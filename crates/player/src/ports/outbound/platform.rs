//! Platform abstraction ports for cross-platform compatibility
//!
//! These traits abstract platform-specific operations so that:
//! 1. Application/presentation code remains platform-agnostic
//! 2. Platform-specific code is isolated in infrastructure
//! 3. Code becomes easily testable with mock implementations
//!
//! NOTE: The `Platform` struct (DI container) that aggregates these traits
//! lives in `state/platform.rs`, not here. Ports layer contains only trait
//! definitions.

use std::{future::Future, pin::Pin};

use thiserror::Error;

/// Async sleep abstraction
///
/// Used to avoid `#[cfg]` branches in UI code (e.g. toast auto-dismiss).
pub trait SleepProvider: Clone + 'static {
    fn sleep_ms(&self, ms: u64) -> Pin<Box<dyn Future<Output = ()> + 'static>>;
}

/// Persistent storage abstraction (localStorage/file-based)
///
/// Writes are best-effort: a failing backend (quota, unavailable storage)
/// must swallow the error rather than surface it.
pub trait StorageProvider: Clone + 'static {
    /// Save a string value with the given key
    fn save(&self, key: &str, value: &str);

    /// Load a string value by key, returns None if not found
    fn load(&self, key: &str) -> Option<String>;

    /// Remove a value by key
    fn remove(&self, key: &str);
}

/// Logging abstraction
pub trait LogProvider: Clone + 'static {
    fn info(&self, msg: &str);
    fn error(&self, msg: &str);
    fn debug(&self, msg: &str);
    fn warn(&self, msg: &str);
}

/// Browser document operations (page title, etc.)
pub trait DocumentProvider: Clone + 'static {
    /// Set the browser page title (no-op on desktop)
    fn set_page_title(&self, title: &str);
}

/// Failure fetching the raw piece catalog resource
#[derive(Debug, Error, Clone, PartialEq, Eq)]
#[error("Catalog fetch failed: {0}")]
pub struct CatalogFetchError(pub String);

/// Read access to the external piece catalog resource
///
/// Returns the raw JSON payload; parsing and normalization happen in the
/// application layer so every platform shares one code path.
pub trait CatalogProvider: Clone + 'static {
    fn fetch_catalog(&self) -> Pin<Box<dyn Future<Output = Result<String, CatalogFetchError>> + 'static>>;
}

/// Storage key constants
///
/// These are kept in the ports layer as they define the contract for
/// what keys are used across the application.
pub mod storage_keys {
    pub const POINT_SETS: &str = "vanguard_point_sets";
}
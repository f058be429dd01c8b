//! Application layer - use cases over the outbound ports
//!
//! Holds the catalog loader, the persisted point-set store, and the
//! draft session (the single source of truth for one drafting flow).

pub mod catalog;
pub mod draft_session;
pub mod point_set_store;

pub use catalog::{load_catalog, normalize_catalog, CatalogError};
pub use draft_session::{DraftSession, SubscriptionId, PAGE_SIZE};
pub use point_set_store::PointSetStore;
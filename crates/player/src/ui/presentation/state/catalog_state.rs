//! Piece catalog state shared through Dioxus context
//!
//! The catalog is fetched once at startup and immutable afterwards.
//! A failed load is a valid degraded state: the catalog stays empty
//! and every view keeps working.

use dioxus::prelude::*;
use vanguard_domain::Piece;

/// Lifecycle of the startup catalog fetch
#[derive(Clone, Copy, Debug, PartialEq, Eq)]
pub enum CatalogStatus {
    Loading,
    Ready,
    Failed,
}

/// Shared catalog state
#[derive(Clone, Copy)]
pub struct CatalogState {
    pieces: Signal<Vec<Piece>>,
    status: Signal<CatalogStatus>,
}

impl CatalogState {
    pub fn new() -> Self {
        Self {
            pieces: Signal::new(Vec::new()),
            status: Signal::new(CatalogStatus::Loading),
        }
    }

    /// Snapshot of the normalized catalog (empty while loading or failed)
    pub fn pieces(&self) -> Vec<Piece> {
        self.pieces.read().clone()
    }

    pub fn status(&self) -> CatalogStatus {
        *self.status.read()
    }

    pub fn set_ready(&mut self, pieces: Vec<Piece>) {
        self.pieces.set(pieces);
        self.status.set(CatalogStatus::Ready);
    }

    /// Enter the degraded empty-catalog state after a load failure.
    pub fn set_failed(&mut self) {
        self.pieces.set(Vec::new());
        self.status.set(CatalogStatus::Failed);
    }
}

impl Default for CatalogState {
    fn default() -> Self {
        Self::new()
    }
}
□ □ □
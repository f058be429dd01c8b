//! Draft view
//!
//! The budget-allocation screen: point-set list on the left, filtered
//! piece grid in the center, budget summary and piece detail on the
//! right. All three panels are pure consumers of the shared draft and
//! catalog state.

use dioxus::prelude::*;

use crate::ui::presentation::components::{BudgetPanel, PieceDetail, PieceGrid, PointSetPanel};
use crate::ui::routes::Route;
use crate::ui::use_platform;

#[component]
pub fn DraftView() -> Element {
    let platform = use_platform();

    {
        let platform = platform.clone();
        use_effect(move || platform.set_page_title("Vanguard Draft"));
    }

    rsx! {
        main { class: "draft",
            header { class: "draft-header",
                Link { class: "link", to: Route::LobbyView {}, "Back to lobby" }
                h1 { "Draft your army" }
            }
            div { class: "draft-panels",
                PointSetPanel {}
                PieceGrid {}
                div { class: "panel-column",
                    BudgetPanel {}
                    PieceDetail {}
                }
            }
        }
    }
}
□ □ □
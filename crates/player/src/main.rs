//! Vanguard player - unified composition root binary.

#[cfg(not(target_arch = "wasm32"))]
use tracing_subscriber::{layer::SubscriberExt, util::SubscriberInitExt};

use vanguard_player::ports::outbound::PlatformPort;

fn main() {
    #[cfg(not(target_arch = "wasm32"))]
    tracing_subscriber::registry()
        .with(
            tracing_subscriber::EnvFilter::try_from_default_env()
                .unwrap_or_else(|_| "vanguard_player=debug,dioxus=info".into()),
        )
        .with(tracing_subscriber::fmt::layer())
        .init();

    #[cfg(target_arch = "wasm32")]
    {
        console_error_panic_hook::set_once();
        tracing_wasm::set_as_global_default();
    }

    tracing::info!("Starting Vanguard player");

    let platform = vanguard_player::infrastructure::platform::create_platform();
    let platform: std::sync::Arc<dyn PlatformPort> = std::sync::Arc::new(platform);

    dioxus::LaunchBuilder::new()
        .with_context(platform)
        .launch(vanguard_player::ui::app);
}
□ □ □
▸ Task goal
Look back at the data above. Transcribe exactly the lines starting at the line that contains "filename crates/player/src/ports/outbound/platform.rs" and ending at the line that contains "aggregates these traits".

▸ Result below
filename crates/player/src/ports/outbound/platform.rs
//! Platform abstraction ports for cross-platform compatibility
//!
//! These traits abstract platform-specific operations so that:
//! 1. Application/presentation code remains platform-agnostic
//! 2. Platform-specific code is isolated in infrastructure
//! 3. Code becomes easily testable with mock implementations
//!
//! NOTE: The `Platform` struct (DI container) that aggregates these traits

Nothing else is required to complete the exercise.